Continue throughout the coming weekend and beyond. The object of the game is simple-
Get so ripping, roaring, falling down dog-ass drunk that eventually, whenever somebody spouts any of the above, you tell them-
SHUT THE FUCK UP!!
In the meantime, a tip of the mug to Professor Henry Louis Gates, the Harvard Professor who got the game going. I am almost sure it was not an accident. Him being such a close friend of the President and all, and probably frustrated at Obama's lack of addressing his pet peeve the way he thinks he should, I would almost bet he and his neighbor friend started this shit on purpose. Too bad for Gates and Obama he picked on the wrong stupid cop.
UPDATE: Professor Gates has cordially agreed to join in the drinking game. He said that he will have that beer with President Obama and Officer Crowley at the White House, adding-get ready for it now-
"I am pleased that he, too, is eager to use my experience as a teaching moment, and if meeting Sgt. Crowley for a beer with the president will further that end, then I would be happy to oblige," Gates said in a statement on TheRoot.com, an Internet newsletter he edits.

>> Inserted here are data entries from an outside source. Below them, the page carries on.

//! Search parameter builder.

use crate::error::{Error, Result};
use serde::Serialize;
use std::collections::BTreeMap;
use std::fmt;

/// Highest sort slot the registry accepts.
const MAX_SORT_INDEX: usize = 2;

/// A single query parameter value.
///
/// Booleans are not represented: the registry expects the literal strings
/// `"true"` and `"false"`, so they are stored as [`QueryValue::String`].
#[derive(Debug, Clone, PartialEq, Serialize)]
#[serde(untagged)]
pub enum QueryValue {
    /// Text value.
    String(String),
    /// Integer value.
    Int(i64),
    /// Floating point value.
    Float(f64),
}

impl fmt::Display for QueryValue {
    fn fmt(&self, f: &mut fmt::Formatter<'_>) -> fmt::Result {
        match self {
            QueryValue::String(s) => f.write_str(s),
            QueryValue::Int(i) => write!(f, "{}", i),
            QueryValue::Float(v) => write!(f, "{}", v),
        }
    }
}

impl From<&str> for QueryValue {
    fn from(value: &str) -> Self {
        QueryValue::String(value.to_string())
    }
}

impl From<String> for QueryValue {
    fn from(value: String) -> Self {
        QueryValue::String(value)
    }
}

impl From<i64> for QueryValue {
    fn from(value: i64) -> Self {
        QueryValue::Int(value)
    }
}

impl From<i32> for QueryValue {
    fn from(value: i32) -> Self {
        QueryValue::Int(value.into())
    }
}

impl From<u32> for QueryValue {
    fn from(value: u32) -> Self {
        QueryValue::Int(value.into())
    }
}

impl From<f64> for QueryValue {
    fn from(value: f64) -> Self {
        QueryValue::Float(value)
    }
}

impl From<bool> for QueryValue {
    fn from(value: bool) -> Self {
        QueryValue::String(bool_literal(value).to_string())
    }
}

fn bool_literal(value: bool) -> &'static str {
    if value {
        "true"
    } else {
        "false"
    }
}

/// Flat parameter set sent as the query string.
pub type QueryParams = BTreeMap<String, QueryValue>;

/// Fluent builder for product search parameters.
///
/// # Example
///
/// ```rust
/// use eprel::SearchQuery;
///
/// let query = SearchQuery::new()
///     .page(2)
///     .limit(10)
///     .include_old_products(true)
///     .sort(0, "energyClass", "desc")?
///     .with_filter("heatSourceGas", true);
///
/// assert_eq!(query.get("order0").map(|v| v.to_string()), Some("DESC".into()));
/// # Ok::<(), eprel::Error>(())
/// ```
#[derive(Debug, Clone, Default, PartialEq)]
pub struct SearchQuery {
    params: QueryParams,
}

impl SearchQuery {
    /// Create an empty query.
    pub fn new() -> Self {
        Self::default()
    }

    /// Page number (`_page`).
    pub fn page(self, page: u32) -> Self {
        self.with_filter("_page", page)
    }

    /// Page size (`_limit`).
    pub fn limit(self, limit: u32) -> Self {
        self.with_filter("_limit", limit)
    }

    /// Filter by model identifier.
    pub fn model_identifier(self, identifier: impl Into<String>) -> Self {
        self.with_filter("modelIdentifier", QueryValue::String(identifier.into()))
    }

    /// Filter by supplier or trademark.
    pub fn supplier_or_trademark(self, supplier: impl Into<String>) -> Self {
        self.with_filter("supplierOrTrademark", QueryValue::String(supplier.into()))
    }

    /// Filter by GTIN.
    pub fn gtin_identifier(self, gtin: impl Into<String>) -> Self {
        self.with_filter("gtinIdentifier", QueryValue::String(gtin.into()))
    }

    /// Include products that are no longer placed on the market.
    pub fn include_old_products(self, include: bool) -> Self {
        self.with_filter("includeOldProducts", include)
    }

    /// Set sort slot `index` (0 to 2) to `field` in the given direction.
    ///
    /// The direction is uppercased. Fails with [`Error::Config`] when the
    /// slot is out of range.
    pub fn sort(mut self, index: usize, field: impl Into<String>, order: &str) -> Result<Self> {
        if index > MAX_SORT_INDEX {
            return Err(Error::Config(format!(
                "Sort index must be between 0 and {}, got {}",
                MAX_SORT_INDEX, index
            )));
        }

        self.params
            .insert(format!("sort{}", index), QueryValue::String(field.into()));
        self.params.insert(
            format!("order{}", index),
            QueryValue::String(order.to_uppercase()),
        );
        Ok(self)
    }

    /// Sort slot `index` ascending.
    pub fn sort_asc(self, index: usize, field: impl Into<String>) -> Result<Self> {
        self.sort(index, field, "ASC")
    }

    /// Set an arbitrary named filter.
    pub fn with_filter(mut self, name: impl Into<String>, value: impl Into<QueryValue>) -> Self {
        self.params.insert(name.into(), value.into());
        self
    }

    /// Look up a single parameter.
    pub fn get(&self, name: &str) -> Option<&QueryValue> {
        self.params.get(name)
    }

    /// Whether no parameter has been set.
    pub fn is_empty(&self) -> bool {
        self.params.is_empty()
    }

    /// Snapshot of the accumulated parameters.
    pub fn to_params(&self) -> QueryParams {
        self.params.clone()
    }

    /// Parameters as query-string pairs.
    pub fn to_pairs(&self) -> Vec<(String, String)> {
        self.params
            .iter()
            .map(|(k, v)| (k.clone(), v.to_string()))
            .collect()
    }

    pub(crate) fn params(&self) -> &QueryParams {
        &self.params
    }
}

impl From<QueryParams> for SearchQuery {
    fn from(params: QueryParams) -> Self {
        Self { params }
    }
}

#[cfg(test)]
mod tests {
    use super::*;

    #[test]
    fn test_sort_uppercases_order() {
        let query = SearchQuery::new().sort(0, "energyClass", "desc").unwrap();
        let params = query.to_params();
        assert_eq!(params.len(), 2);
        assert_eq!(params["sort0"], QueryValue::String("energyClass".into()));
        assert_eq!(params["order0"], QueryValue::String("DESC".into()));

        let query = SearchQuery::new().sort_asc(2, "modelIdentifier").unwrap();
        assert_eq!(query.get("order2"), Some(&QueryValue::String("ASC".into())));
    }

    #[test]
    fn test_sort_index_out_of_range() {
        let err = SearchQuery::new().sort(3, "x", "ASC").unwrap_err();
        assert!(matches!(err, Error::Config(_)));
    }

    #[test]
    fn test_booleans_are_literal_strings() {
        let query = SearchQuery::new()
            .include_old_products(true)
            .with_filter("heatSourceGas", false);
        assert_eq!(
            query.get("includeOldProducts"),
            Some(&QueryValue::String("true".into()))
        );
        assert_eq!(
            query.get("heatSourceGas"),
            Some(&QueryValue::String("false".into()))
        );
    }

    #[test]
    fn test_to_pairs() {
        let query = SearchQuery::new()
            .page(2)
            .limit(10)
            .model_identifier("test-id")
            .with_filter("ratio", 1.5);
        let pairs = query.to_pairs();
        assert!(pairs.contains(&("_page".into(), "2".into())));
        assert!(pairs.contains(&("_limit".into(), "10".into())));
        assert!(pairs.contains(&("modelIdentifier".into(), "test-id".into())));
        assert!(pairs.contains(&("ratio".into(), "1.5".into())));
    }

    #[test]
    fn test_later_value_replaces_earlier() {
        let query = SearchQuery::new().page(1).page(4);
        assert_eq!(query.get("_page"), Some(&QueryValue::Int(4)));
    }
}
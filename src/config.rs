//! Client configuration.

use crate::cache::hash_string;
use crate::version::build_user_agent;
use std::time::Duration;

/// Default registry API endpoint.
pub const DEFAULT_BASE_URL: &str = "https://eprel.ec.europa.eu/api";

/// Default location of static energy class images.
pub const DEFAULT_ASSETS_URL: &str =
    "https://ec.europa.eu/assets/move-ener/eprel/EPREL%20Public/Nested-labels%20thumbnails/";

/// Default cache time-to-live.
pub const DEFAULT_CACHE_TTL_SECS: u64 = 3600;

/// Default request timeout enforced by the HTTP transport.
pub const DEFAULT_TIMEOUT_SECS: u64 = 30;

/// Settings a transport is built from.
#[derive(Clone, PartialEq, Eq)]
pub struct ClientConfig {
    /// Registry API base URL, without a trailing slash.
    pub base_url: String,
    /// Base URL static images are resolved against.
    pub assets_url: String,
    /// Static API key sent with every request.
    pub api_key: Option<String>,
    /// API version tag; `latest` sends no version header.
    pub version: String,
    /// Time-to-live for cached responses.
    pub cache_ttl: Duration,
    /// Request timeout.
    pub timeout: Duration,
    /// User-Agent header value.
    pub user_agent: String,
}

impl ClientConfig {
    /// Identity of the settings that shape a transport.
    ///
    /// Two configs with the same fingerprint can share a transport. The
    /// assets URL is excluded: image requests carry it in full.
    pub fn fingerprint(&self) -> String {
        hash_string(&format!(
            "{}\n{:?}\n{}\n{}\n{}\n{}",
            self.base_url,
            self.api_key,
            self.version,
            self.cache_ttl.as_secs(),
            self.timeout.as_millis(),
            self.user_agent,
        ))
    }
}

impl Default for ClientConfig {
    fn default() -> Self {
        Self {
            base_url: DEFAULT_BASE_URL.to_string(),
            assets_url: DEFAULT_ASSETS_URL.to_string(),
            api_key: None,
            version: crate::version::LATEST_API_VERSION.to_string(),
            cache_ttl: Duration::from_secs(DEFAULT_CACHE_TTL_SECS),
            timeout: Duration::from_secs(DEFAULT_TIMEOUT_SECS),
            user_agent: build_user_agent(None),
        }
    }
}

impl std::fmt::Debug for ClientConfig {
    fn fmt(&self, f: &mut std::fmt::Formatter<'_>) -> std::fmt::Result {
        f.debug_struct("ClientConfig")
            .field("base_url", &self.base_url)
            .field("assets_url", &self.assets_url)
            .field("api_key", &self.api_key.as_ref().map(|_| "<redacted>"))
            .field("version", &self.version)
            .field("cache_ttl", &self.cache_ttl)
            .field("timeout", &self.timeout)
            .field("user_agent", &self.user_agent)
            .finish()
    }
}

Gates said he hoped his arrest would help reduce racial profiling by law enforcement agencies.
CHUG-A-LUG-A-LUG-A-LUG-A-LUG-A-LUG-GURGLE
Yep, Professor Gates wants to get me smashed. Do these people have no sense of irony? On the other hand, they did have enough sense to wait until between seasons of Saturday Night Live to get this shit started. John Stewart doesn't do sketch comedy, does he?
I'm sorry, but there were just far too few prematurely exploding homemade bombs during the sixties.